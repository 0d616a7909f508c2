// Training data
// Bundled dataset and the seeded train/test split

mod dataset;
mod split;

pub use dataset::Dataset;
pub use split::{train_test_split, Split};
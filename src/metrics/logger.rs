// Prediction log
// Append-only text file, one `<timestamp> - <LEVEL> - <message>` line per entry

use anyhow::{Context, Result};
use chrono::Local;
use std::fs::{File, OpenOptions};
use std::io::{self, Write};
use std::path::{Path, PathBuf};
use std::sync::Mutex;
use tracing::Level;

pub struct PredictionLog {
    path: PathBuf,
    file: Mutex<File>,
}

impl PredictionLog {
    /// Open (or create) the log for appending
    pub fn open(path: impl Into<PathBuf>) -> Result<Self> {
        let path = path.into();
        let file = OpenOptions::new()
            .create(true)
            .append(true)
            .open(&path)
            .with_context(|| format!("Failed to open prediction log: {}", path.display()))?;

        Ok(Self {
            path,
            file: Mutex::new(file),
        })
    }

    pub fn path(&self) -> &Path {
        &self.path
    }

    pub fn info(&self, message: &str) -> io::Result<()> {
        self.append(Level::INFO, message)
    }

    pub fn error(&self, message: &str) -> io::Result<()> {
        self.append(Level::ERROR, message)
    }

    fn append(&self, level: Level, message: &str) -> io::Result<()> {
        // Built up front so the whole line goes out in one write
        let line = format!(
            "{} - {} - {}\n",
            Local::now().format("%Y-%m-%d %H:%M:%S,%3f"),
            level,
            message.replace('\n', " ")
        );

        let mut file = self.file.lock().unwrap_or_else(|poisoned| poisoned.into_inner());
        file.write_all(line.as_bytes())?;
        file.flush()
    }
}

#[cfg(test)]
mod tests {
    use super::*;
    use std::fs;
    use tempfile::TempDir;

    #[test]
    fn test_lines_have_timestamp_level_message() {
        let dir = TempDir::new().unwrap();
        let log = PredictionLog::open(dir.path().join("prediction.log")).unwrap();

        log.info("Prediction: 151.5, Features: [0.1]").unwrap();
        log.error("Error during prediction: bad input").unwrap();

        let contents = fs::read_to_string(log.path()).unwrap();
        let lines: Vec<&str> = contents.lines().collect();
        assert_eq!(lines.len(), 2);

        let parts: Vec<&str> = lines[0].splitn(3, " - ").collect();
        assert_eq!(parts.len(), 3);
        // e.g. 2024-05-01 12:00:00,123
        assert_eq!(parts[0].len(), 23);
        assert_eq!(&parts[0][19..20], ",");
        assert_eq!(parts[1], "INFO");
        assert_eq!(parts[2], "Prediction: 151.5, Features: [0.1]");

        assert!(lines[1].contains(" - ERROR - Error during prediction: bad input"));
    }

    #[test]
    fn test_reopen_appends() {
        let dir = TempDir::new().unwrap();
        let path = dir.path().join("prediction.log");

        PredictionLog::open(&path).unwrap().info("first").unwrap();
        PredictionLog::open(&path).unwrap().info("second").unwrap();

        let contents = fs::read_to_string(&path).unwrap();
        assert_eq!(contents.lines().count(), 2);
    }

    #[test]
    fn test_multiline_message_stays_on_one_line() {
        let dir = TempDir::new().unwrap();
        let log = PredictionLog::open(dir.path().join("prediction.log")).unwrap();

        log.error("line one\nline two").unwrap();

        let contents = fs::read_to_string(log.path()).unwrap();
        assert_eq!(contents.lines().count(), 1);
    }

    #[test]
    fn test_open_fails_for_missing_directory() {
        assert!(PredictionLog::open("/nonexistent/dir/prediction.log").is_err());
    }
}
//! Environment configuration (`.env` + process environment).

use std::time::Duration;

use crate::data::Credentials;
use crate::error::ConfigError;

pub const DEFAULT_FAEN_USERNAME: &str = "datacellar.developer";
pub const DEFAULT_CDE_API_URL: &str = "http://localhost:5000";
const DEFAULT_SAMPLE_RECORDS_DISPLAY: usize = 2;
const DEFAULT_HTTP_TIMEOUT_SECS: u64 = 30;

#[derive(Clone)]
pub struct SourceConfig {
    pub base_url: String,
    pub username: String,
    pub password: String,
}

impl SourceConfig {
    pub fn credentials(&self) -> Credentials {
        Credentials {
            username: self.username.clone(),
            password: self.password.clone(),
        }
    }
}

impl std::fmt::Debug for SourceConfig {
    fn fmt(&self, f: &mut std::fmt::Formatter<'_>) -> std::fmt::Result {
        f.debug_struct("SourceConfig")
            .field("base_url", &self.base_url)
            .field("username", &self.username)
            .field("password", &"********")
            .finish()
    }
}

#[derive(Debug, Clone)]
pub struct SinkConfig {
    pub base_url: String,
    pub http_timeout: Duration,
}

#[derive(Debug, Clone)]
pub struct Config {
    pub source: SourceConfig,
    pub sink: SinkConfig,
    /// CSV batch size for datapoint upload; 0 sends one request per datapoint.
    pub batch_size: usize,
    /// Raw records echoed to the log after each fetch.
    pub sample_records_display: usize,
    pub http_timeout: Duration,
}

impl Config {
    /// Read `.env` (when present), then the process environment.
    pub fn from_env() -> Result<Self, ConfigError> {
        dotenvy::dotenv().ok();
        Self::from_lookup(|key| std::env::var(key).ok())
    }

    /// The sink half only; enough for `health`.
    pub fn sink_from_env() -> Result<SinkConfig, ConfigError> {
        dotenvy::dotenv().ok();
        Self::sink_from_lookup(|key| std::env::var(key).ok())
    }

    pub fn sink_from_lookup(lookup: impl Fn(&str) -> Option<String>) -> Result<SinkConfig, ConfigError> {
        let get = |key: &str| lookup(key).map(|v| v.trim().to_string()).filter(|v| !v.is_empty());
        sink_config(&get)
    }

    pub fn from_lookup(lookup: impl Fn(&str) -> Option<String>) -> Result<Self, ConfigError> {
        let get = |key: &str| lookup(key).map(|v| v.trim().to_string()).filter(|v| !v.is_empty());

        let base_url = get("FAEN_API_URL").ok_or(ConfigError::Missing("FAEN_API_URL"))?;
        let password = get("FAEN_PASSWORD").ok_or(ConfigError::Missing("FAEN_PASSWORD"))?;

        Ok(Self {
            source: SourceConfig {
                base_url: normalize_base_url(&base_url),
                username: get("FAEN_USERNAME").unwrap_or_else(|| DEFAULT_FAEN_USERNAME.to_string()),
                password,
            },
            sink: sink_config(&get)?,
            batch_size: parse_var("DEFAULT_BATCH_SIZE", get("DEFAULT_BATCH_SIZE"), 0)?,
            sample_records_display: parse_var(
                "SAMPLE_RECORDS_DISPLAY",
                get("SAMPLE_RECORDS_DISPLAY"),
                DEFAULT_SAMPLE_RECORDS_DISPLAY,
            )?,
            http_timeout: http_timeout(&get)?,
        })
    }
}

fn sink_config(get: &dyn Fn(&str) -> Option<String>) -> Result<SinkConfig, ConfigError> {
    Ok(SinkConfig {
        base_url: get("CDE_API_URL")
            .map(|u| u.trim().trim_end_matches('/').to_string())
            .filter(|u| !u.is_empty())
            .unwrap_or_else(|| DEFAULT_CDE_API_URL.to_string()),
        http_timeout: http_timeout(get)?,
    })
}

/// `HTTP_TIMEOUT_SECS`, shared by both clients.
fn http_timeout(get: &dyn Fn(&str) -> Option<String>) -> Result<Duration, ConfigError> {
    parse_var("HTTP_TIMEOUT_SECS", get("HTTP_TIMEOUT_SECS"), DEFAULT_HTTP_TIMEOUT_SECS).map(Duration::from_secs)
}

/// Strip a trailing `/docs` (the interactive API page) and slashes.
pub fn normalize_base_url(url: &str) -> String {
    let url = url.trim().trim_end_matches('/');
    url.strip_suffix("/docs").unwrap_or(url).trim_end_matches('/').to_string()
}

fn parse_var<T: std::str::FromStr>(var: &'static str, raw: Option<String>, default: T) -> Result<T, ConfigError>
where
    T::Err: std::fmt::Display,
{
    match raw {
        None => Ok(default),
        Some(value) => value.parse().map_err(|e: T::Err| ConfigError::Invalid {
            var,
            reason: e.to_string(),
            value,
        }),
    }
}
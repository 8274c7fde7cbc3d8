//! Command-line parsing for the FAEN → CDE uploader.
//!
//! The goal of this module is to keep **argument parsing** and **command dispatch**
//! separate from the API clients and pipeline code.

use std::path::PathBuf;

use chrono::NaiveDate;
use clap::{Args, Parser, Subcommand};

use crate::domain::DatasetSelection;

pub mod confirm;

/// Top-level CLI.
#[derive(Debug, Parser)]
#[command(name = "faen-cde", version, about = "Upload FAEN energy and weather data into CDE datasets")]
pub struct Cli {
    /// Debug-level logging (request details, raw record previews).
    #[arg(short, long, global = true)]
    pub verbose: bool,

    /// Only warnings and errors on stderr.
    #[arg(short, long, global = true)]
    pub quiet: bool,

    #[command(subcommand)]
    pub command: Command,
}

/// CLI subcommands.
#[derive(Debug, Subcommand)]
pub enum Command {
    /// Fetch from FAEN, create the CDE dataset(s) and upload every datapoint.
    ///
    /// This is the default when no subcommand is given.
    Run(RunArgs),
    /// Fetch and transform only; print the dataset document(s) without touching CDE.
    Preview(PreviewArgs),
    /// Check that the CDE API is reachable and healthy.
    Health,
}

/// Data selection shared by `run` and `preview`.
#[derive(Debug, Args, Clone)]
pub struct SelectionArgs {
    /// Which dataset(s) to build.
    #[arg(short, long, value_enum, default_value_t = DatasetSelection::Consumption)]
    pub dataset: DatasetSelection,

    /// First day included (YYYY-MM-DD). Defaults to 7 days before --end.
    #[arg(long, value_name = "DATE")]
    pub start: Option<NaiveDate>,

    /// First day *not* included (YYYY-MM-DD). Defaults to today (UTC).
    #[arg(long, value_name = "DATE")]
    pub end: Option<NaiveDate>,

    /// Maximum records fetched per FAEN endpoint.
    #[arg(short, long, default_value_t = 50, value_parser = clap::value_parser!(u32).range(1..))]
    pub limit: u32,

    /// Override the generated dataset name.
    #[arg(long)]
    pub name: Option<String>,

    /// Write each dataset document (JSON-LD) into this directory.
    #[arg(long, value_name = "DIR")]
    pub save_definition: Option<PathBuf>,
}

#[derive(Debug, Args, Clone)]
pub struct RunArgs {
    #[command(flatten)]
    pub selection: SelectionArgs,

    /// Answer yes to every confirmation (unattended mode).
    #[arg(short, long)]
    pub yes: bool,

    /// Datapoints per CSV upload; 0 posts them one by one. Defaults to DEFAULT_BATCH_SIZE.
    #[arg(long)]
    pub batch_size: Option<usize>,
}

#[derive(Debug, Args, Clone)]
pub struct PreviewArgs {
    #[command(flatten)]
    pub selection: SelectionArgs,
}
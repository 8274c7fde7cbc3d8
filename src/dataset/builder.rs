//! Field samples → `DatasetDescription`.

use std::collections::BTreeMap;

use chrono::Datelike;
use thiserror::Error;
use tracing::debug;

use crate::domain::{
    DatasetDescription, DatasetType, DateRange, EntityMetadata, FieldDescriptor, FieldName, FieldSample,
    METADATA_WEATHER_STATION, TimeseriesDescriptor,
};

/// Entity used for energy fields when no samples name one.
pub const PLACEHOLDER_METER: &str = "generic_user";
/// Entity used for weather fields when no samples name one.
pub const PLACEHOLDER_STATION: &str = "weather-station";

#[derive(Debug, Clone, PartialEq, Eq, Error)]
pub enum BuildError {
    #[error("{field} is not a field of the {dataset_type} dataset (sample for '{entity_id}')")]
    UndeclaredField {
        dataset_type: DatasetType,
        field: FieldName,
        entity_id: String,
    },
}

#[derive(Default)]
struct EntityAcc {
    fields: Vec<FieldName>,
    metadata: Option<EntityMetadata>,
}

/// Build the description for `dataset_type` over `range`.
///
/// Fields are always the dataset type's full declaration list. Timeseries
/// come out sorted by entity id, each listing its fields in declaration
/// order. A declared field no entity covers gets a placeholder entity so the
/// sink still creates a timeseries (and an id) for it.
pub fn build(
    samples: impl IntoIterator<Item = FieldSample>,
    dataset_type: DatasetType,
    range: DateRange,
    name: Option<String>,
) -> Result<DatasetDescription, BuildError> {
    let declared = dataset_type.fields();
    let mut entities: BTreeMap<String, EntityAcc> = BTreeMap::new();

    for sample in samples {
        if !declared.contains(&sample.field) {
            debug_assert!(false, "sample field {} not declared for {dataset_type}", sample.field);
            return Err(BuildError::UndeclaredField {
                dataset_type,
                field: sample.field,
                entity_id: sample.entity_id,
            });
        }

        let acc = entities.entry(sample.entity_id).or_default();
        if !acc.fields.contains(&sample.field) {
            acc.fields.push(sample.field);
        }
        if acc.metadata.is_none() {
            acc.metadata = sample.metadata;
        }
    }

    for field in declared {
        let covered = entities.values().any(|e| e.fields.contains(field));
        if !covered {
            let entity_id = if field.spec().metadata_type == METADATA_WEATHER_STATION {
                PLACEHOLDER_STATION
            } else {
                PLACEHOLDER_METER
            };
            entities.entry(entity_id.to_string()).or_default().fields.push(*field);
        }
    }

    let timeseries: Vec<TimeseriesDescriptor> = entities
        .into_iter()
        .map(|(entity_id, mut acc)| {
            acc.fields.sort_by_key(|f| declared.iter().position(|d| d == f));
            let metadata = acc
                .metadata
                .unwrap_or_else(|| EntityMetadata::placeholder(&entity_id, acc.fields[0]));
            TimeseriesDescriptor {
                entity_id,
                fields: acc.fields,
                metadata,
            }
        })
        .collect();

    let fields: Vec<FieldDescriptor> = declared
        .iter()
        .zip(1u32..)
        .map(|(field, ordinal)| FieldDescriptor {
            ordinal,
            field: *field,
            spec: field.spec(),
        })
        .collect();

    let description = DatasetDescription {
        dataset_type,
        name: name.unwrap_or_else(|| default_name(dataset_type, &range)),
        description: describe(dataset_type, &range),
        range,
        fields,
        timeseries,
    };
    debug!(
        name = %description.name,
        entities = description.timeseries.len(),
        timeseries = description.timeseries_count(),
        "built dataset description"
    );
    Ok(description)
}

/// Title derived from the months the range covers.
///
/// ```text
/// FAEN Consumption March 2022
/// FAEN Consumption January-March 2022
/// FAEN Consumption December 2021 - January 2022
/// ```
pub fn default_name(dataset_type: DatasetType, range: &DateRange) -> String {
    let (first, last) = (range.start(), range.last_day());
    let prefix = dataset_type.title_prefix();
    if first.year() != last.year() {
        format!(
            "{prefix} {} {} - {} {}",
            first.format("%B"),
            first.year(),
            last.format("%B"),
            last.year()
        )
    } else if first.month() != last.month() {
        format!("{prefix} {}-{} {}", first.format("%B"), last.format("%B"), first.year())
    } else {
        format!("{prefix} {} {}", first.format("%B"), first.year())
    }
}

fn describe(dataset_type: DatasetType, range: &DateRange) -> String {
    let what = match dataset_type {
        DatasetType::Consumption => "the consumption of FAEN users",
        DatasetType::GenerationWeather => "the generation of FAEN users together with weather station readings",
    };
    format!("Dataset covering {what} from {} to {}", range.start(), range.last_day())
}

* * * * *

- **What the task asks**:
When you reach the line that contains "if first.year() != last.year()" in the material above, please copy it and every line after it exactly, stopping only at the last line.

- **Answer box**:
    if first.year() != last.year() {
        format!(
            "{prefix} {} {} - {} {}",
            first.format("%B"),
            first.year(),
            last.format("%B"),
            last.year()
        )
    } else if first.month() != last.month() {
        format!("{prefix} {}-{} {}", first.format("%B"), last.format("%B"), first.year())
    } else {
        format!("{prefix} {} {}", first.format("%B"), first.year())
    }
}

fn describe(dataset_type: DatasetType, range: &DateRange) -> String {
    let what = match dataset_type {
        DatasetType::Consumption => "the consumption of FAEN users",
        DatasetType::GenerationWeather => "the generation of FAEN users together with weather station readings",
    };
    format!("Dataset covering {what} from {} to {}", range.start(), range.last_day())
}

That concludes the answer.